Todo cambia... hasta Miss Universo
- Riverlight Project

- 26 dic 2018
- 3 Min. de lectura
-Imagen de Miss Universo (vía Televisa).
La mayoría de mujeres entre la generación de mis papás y la mía crecimos expuestas a la emoción que suscita un concurso de belleza como Miss Universo. A los cinco años, chiquita y comiendo crispetas, nadie me dijo que hacer un escalafón del físico de féminas de distintos rincones del mundo era algo susceptible de reproche. Lo normal era apoyar a Colombia y que pequeñas e inocentes, que deseáramos tener esa corona o que al menos la representante de nuestro país la consiguiera. En ese momento el tema del feminismo y el empoderamiento de la mujer no estaba en el radar.
Hoy, tengo clarísimo que así tuviera el cuerpo y la plata no me metería en ese rollo ni a palo.Por supuesto, casi 15 años y una buena dosis de cuestionamientos después puedo decir que estos concursos son un arma de doble filo, y como todo en la vida (y en mi carrera):depende.
Es válido pensar que es una plataforma que refuerza estereotipos y que el resultado ni siquiera responde a la estética si no a las dinámicas políticas y económicas que están detrás de cada candidata. La cosa es que, al mismo tiempo también hablando de una organización que hace e incentiva la filantropía, la aceptación de la diversidad étnica como parte del ideal de belleza y la formación de mujeres que aparte de ser esbeltas tengan algo que ofrecer con su mensaje.Entonces, Miss Universo no es bueno ni malo per se, y aquí me disculpo si les fallé como feminista.
Para mí, es un plan sentarme un domingo por la tarde con mi familia o con amigas a seguirle la pista a la vieja más chusca, la que pudo hablar en su lengua materna y terminó enredándose en inglés o a las bobadas de Steve Harvey. Personalmente aprendí a no acomplejarme con el tema, como dice una frase bien trillada “la belleza de la otra no me quita nada a mí”.
Habiendo aclarado mi punto de vista, les dejo lo que me quedó del concurso de este año:
*El paradigma de belleza hegemónica va cambiando, el top 10 quedó entre Sudáfrica, Vietnam, Filipinas, Puerto Rico, Curacao, Tailandia, Canadá, Venezuela, Costa Rica y Nepal. Las finalistas de este año no era solo latinas con rasgos europeos -como muchas de las venezolanas que han ganado y la anterior MU, señorita Sudáfrica-. El jurado y la empresa detrás del concurso se fueron por una belleza más propia del trópico, la señorita Sudáfrica y Venezuela, que no ganaron pero fueron parte del trío final, parecen un par de amazonas. Altas, morenas, de ojos y cabello negro azabache.

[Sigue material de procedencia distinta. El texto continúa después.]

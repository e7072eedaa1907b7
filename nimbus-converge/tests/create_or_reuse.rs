//! Integration tests for the create-or-reuse caches.

mod common;

use std::collections::BTreeSet;
use std::sync::atomic::Ordering;
use std::sync::Arc;

use async_trait::async_trait;
use common::FakeCloud;
use nimbus_converge::{
    ConvergeError, CreateOrReuseCache, CreateOutcome, KeyPairCache, ProviderError, RegionalResourceKey,
    ResourceCreator, SecurityGroupCache,
};
use tokio::task::JoinSet;

fn ssh_only() -> BTreeSet<u16> {
    BTreeSet::from([22])
}

#[tokio::test(start_paused = true)]
async fn test_concurrent_gets_create_once() {
    let cloud = FakeCloud::new();
    let cache = Arc::new(SecurityGroupCache::new(Arc::clone(&cloud)));

    let mut tasks = JoinSet::new();
    for _ in 0..8 {
        let cache = Arc::clone(&cache);
        tasks.spawn(async move { cache.get("us-east-1", "web", &ssh_only()).await });
    }

    let mut ids = Vec::new();
    while let Some(joined) = tasks.join_next().await {
        ids.push(joined.unwrap().unwrap().id);
    }

    assert_eq!(ids.len(), 8);
    assert!(ids.iter().all(|id| id == &ids[0]));
    assert_eq!(cloud.group_creates.load(Ordering::SeqCst), 1);
}

#[tokio::test(start_paused = true)]
async fn test_duplicate_from_another_process_is_reused() {
    let cloud = FakeCloud::new();
    let ours = SecurityGroupCache::new(Arc::clone(&cloud));
    let theirs = SecurityGroupCache::new(Arc::clone(&cloud));

    let first = theirs.get("us-east-1", "web", &ssh_only()).await.unwrap();
    let second = ours.get("us-east-1", "web", &ssh_only()).await.unwrap();

    assert_eq!(first, second);
    assert_eq!(cloud.group_creates.load(Ordering::SeqCst), 2);

    // Now memoized: no further remote calls.
    ours.get("us-east-1", "web", &ssh_only()).await.unwrap();
    assert_eq!(cloud.group_creates.load(Ordering::SeqCst), 2);
}

#[tokio::test(start_paused = true)]
async fn test_concurrent_creates_in_two_processes_converge() {
    let cloud = FakeCloud::new();
    let ours = SecurityGroupCache::new(Arc::clone(&cloud));
    let theirs = SecurityGroupCache::new(Arc::clone(&cloud));
    let ports = ssh_only();

    let (a, b) = tokio::join!(
        ours.get("us-east-1", "web", &ports),
        theirs.get("us-east-1", "web", &ports)
    );

    let (a, b) = (a.unwrap(), b.unwrap());
    assert_eq!(a.id, b.id);
    assert_eq!(cloud.group_creates.load(Ordering::SeqCst), 2);
    assert_eq!(cloud.group_count(), 1);
    assert_eq!(cloud.group_authorizations.load(Ordering::SeqCst), 0);
}

#[tokio::test(start_paused = true)]
async fn test_failed_create_is_not_cached() {
    let cloud = FakeCloud::new();
    let cache = SecurityGroupCache::new(Arc::clone(&cloud));

    cloud.fail_group_create.store(true, Ordering::SeqCst);
    let err = cache.get("us-east-1", "web", &ssh_only()).await.unwrap_err();
    assert!(matches!(err, ConvergeError::Provider(ProviderError::Unavailable(_))));

    cloud.fail_group_create.store(false, Ordering::SeqCst);
    let group = cache.get("us-east-1", "web", &ssh_only()).await.unwrap();

    assert!(cloud.has_group("us-east-1", "nimbus-web"));
    assert!(group.id.starts_with("sg-"));
    assert_eq!(cloud.group_creates.load(Ordering::SeqCst), 2);
}

#[tokio::test(start_paused = true)]
async fn test_reused_group_gains_missing_ports() {
    let cloud = FakeCloud::new();
    let cache = SecurityGroupCache::new(Arc::clone(&cloud));
    let web = BTreeSet::from([22, 80]);

    let ssh = cache.get("us-east-1", "web", &ssh_only()).await.unwrap();
    assert_eq!(ssh.inbound_ports, ssh_only());

    // Same remote name, wider rule set: the existing group is widened.
    let widened = cache.get("us-east-1", "web", &web).await.unwrap();

    assert_eq!(widened.id, ssh.id);
    assert!(widened.inbound_ports.contains(&80));
    assert_eq!(cloud.group_ports("us-east-1", "nimbus-web"), Some(web));
    assert_eq!(cloud.group_authorizations.load(Ordering::SeqCst), 1);
    assert_eq!(cloud.group_count(), 1);
}

#[tokio::test(start_paused = true)]
async fn test_delete_invalidates_every_port_set() {
    let cloud = FakeCloud::new();
    let cache = SecurityGroupCache::new(Arc::clone(&cloud));
    let web = BTreeSet::from([22, 80]);

    let before = cache.get("us-east-1", "web", &ssh_only()).await.unwrap();
    cache.get("us-east-1", "web", &web).await.unwrap();

    assert!(cache.delete("us-east-1", "web").await.unwrap());
    assert!(!cloud.has_group("us-east-1", "nimbus-web"));

    let after = cache.get("us-east-1", "web", &web).await.unwrap();
    assert_ne!(before.id, after.id);
    assert_eq!(after.inbound_ports, web);
    assert_eq!(cloud.group_creates.load(Ordering::SeqCst), 3);
}

#[tokio::test(start_paused = true)]
async fn test_regions_are_independent() {
    let cloud = FakeCloud::new();
    let cache = KeyPairCache::new(Arc::clone(&cloud));

    let east = cache.get("us-east-1", "web").await.unwrap();
    let west = cache.get("us-west-2", "web").await.unwrap();

    assert_eq!(east.name, "nimbus-web");
    assert_eq!(west.name, "nimbus-web");
    assert_ne!(east.fingerprint, west.fingerprint);
    assert_eq!(cloud.key_creates.load(Ordering::SeqCst), 2);
}

/// Creator whose resource vanishes between the duplicate and the lookup.
struct Vanishing;

#[async_trait]
impl ResourceCreator for Vanishing {
    type Key = RegionalResourceKey;
    type Resource = String;

    async fn create(&self, _key: &RegionalResourceKey) -> CreateOutcome<String> {
        CreateOutcome::AlreadyExists(None)
    }

    async fn describe(&self, _key: &RegionalResourceKey) -> Result<Option<String>, ProviderError> {
        Ok(None)
    }
}

#[tokio::test]
async fn test_duplicate_then_missing_is_an_error() {
    let cache = CreateOrReuseCache::new(Arc::new(Vanishing));
    let key = RegionalResourceKey::new("us-east-1", "ghost");

    let err = cache.get(&key).await.unwrap_err();

    match err {
        ConvergeError::ResourceDisappeared { id, .. } => assert_eq!(id, "us-east-1/ghost"),
        other => panic!("expected ResourceDisappeared, got {:?}", other),
    }
    assert!(cache.cached(&key).is_none());
}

*Steve Harvey va a seguir mientras de algo de qué hablar. Aquí no hay mucho que hacer, el man puede decirle a la representante canadiense que es mejor que se dedique al modelaje y ya (cuando la vieja es ingeniera y se siente muy orgullosa de eso)
*Las preguntas van avanzando:
A Puerto Rico le preguntaron sobre la importancia de la libertad de prensa.
Vietnam tuvo que responder si el movimiento #MeToo se había excedido
A la ganadora de la noche, Filipinas, le preguntaron cuál era su opinión acerca de la legalización de la marihuana.
La pregunta para la señorita Sudáfrica fue algo así como ¿cree usted que los países deberían limitar el número de refugiados a los que les permiten cruzar sus fronteras?
A Venezuela le pidieron comentar que le diría a alguien que piensa que los concursos de belleza son arcaicos y van contra el movimiento feminista.
*Es la primera vez que una mujer trans participa. Miss España, Ángela Ponce, a pesar de no haber pasado los filtros consiguió un espacio exclusivo para darle visibilidad a las problemáticas que viven los y las transgénero.
*La amabilidad es más importante que la belleza. La señorita Colombia de este año la embarró con ganas. No le bastó con cuestionar abiertamente la participación de Ángela Ponce, si no que también participó en comentarios que rayan en lo racista al referirse a el hecho de que habían mujeres como Miss Vietnam y Miss Camboya que no hablaran inglés fluidamente.
En conclusión, puede que no esté 100% de acuerdo con lo que ocurre, pero estoy muy contenta con el giro que este tipo de concursos está tomando. Claramente aún están lejos de acabarse, pero al menos ya están tomando solidez, adaptándose a una época donde la esencia vuelve a tomar importancia.